By

Sean Alfano /

CBS/ February 11, 2009, 5:43 PM

The Rich Vs. The Filthy Rich

This commentary was written by CBSNews.com's Dick Meyer.



The New York Times is doing a terrific job covering the brewing economic civil war in this country between the "haves and the have mores," as one of its recent headlines put it. It appears that American Midas has struck twice in a row, via the Internet Boom and the Hedge Fund Boom. The combined effect has been historically large gaps between the fortunes of the rich and the filthy rich. And the merely rich aren't happy about it.

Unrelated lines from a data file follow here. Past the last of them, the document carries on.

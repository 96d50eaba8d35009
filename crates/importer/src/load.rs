//! Reading an export CSV into typed rows in schema order.

use std::path::Path;

use ga4_core::schema::{ColumnType, TableSchema};
use ga4_core::value::CellValue;

use crate::error::ImportError;

/// Rows ready for insertion, one [`CellValue`] per schema column.
#[derive(Debug, Clone, Default, PartialEq)]
pub struct ImportBatch {
    pub rows: Vec<Vec<CellValue>>,
    /// Non-blank date cells that could not be read and were stored as NULL.
    pub unparsed_dates: usize,
}

impl ImportBatch {
    pub fn len(&self) -> usize {
        self.rows.len()
    }

    pub fn is_empty(&self) -> bool {
        self.rows.is_empty()
    }
}

/// Read `path` and project its columns onto `schema`.
///
/// Extra CSV columns are ignored. A schema column absent from the header is
/// an error, as is a non-numeric value in a numeric column. Unreadable dates
/// become NULL and are logged.
pub fn load_import_file(path: &Path, schema: &TableSchema) -> Result<ImportBatch, ImportError> {
    if !path.is_file() {
        return Err(ImportError::FileNotFound(path.to_path_buf()));
    }

    let mut reader = csv::ReaderBuilder::new()
        .has_headers(true)
        .from_path(path)?;

    let headers = reader.headers()?.clone();
    let projection = schema
        .columns()
        .iter()
        .map(|column| {
            headers
                .iter()
                .position(|h| h == column.name)
                .map(|index| (index, column))
                .ok_or(ImportError::MissingColumn(column.name))
        })
        .collect::<Result<Vec<_>, _>>()?;

    let mut batch = ImportBatch::default();
    for (i, record) in reader.records().enumerate() {
        let record = record?;
        let row_number = i + 1;

        let mut row = Vec::with_capacity(projection.len());
        for &(index, column) in &projection {
            let raw = record.get(index).unwrap_or("");
            let cell = CellValue::parse(column.column_type, raw).map_err(|source| {
                ImportError::InvalidValue {
                    row: row_number,
                    column: column.name,
                    source,
                }
            })?;

            if column.column_type == ColumnType::Date && cell.is_null() && !raw.trim().is_empty() {
                tracing::warn!(row = row_number, value = raw, "Unreadable date stored as NULL");
                batch.unparsed_dates += 1;
            }
            row.push(cell);
        }
        batch.rows.push(row);
    }

    Ok(batch)
}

This is a hometown story for the Times, of course, as Manhattan is the court of Midas. The bruised egos that ogle a true titan's personally-owned Boeing Business Jet 737 from the windows of a humble leased Gulfstream III are as important to New York as the battles between Lindsey and Paris are to Los Angeles or Rumsfeld and Rice to Washington.

The "haves and have mores" article gave a good quantitative wrap-up of this growing inequity. In 2004, a taxpaying household in the top 1 percent had an average income of $940,000. That's just the rich.

If you wanted to be among the mega-rich in 2004, you had to pull down an average of $4.5 million to be in the top tenth of that 1 percent. To be a true Midas, a member of the one-hundredth of the top 1 percent, you needed $20 million a year. That's only $385,000 a week, by the way.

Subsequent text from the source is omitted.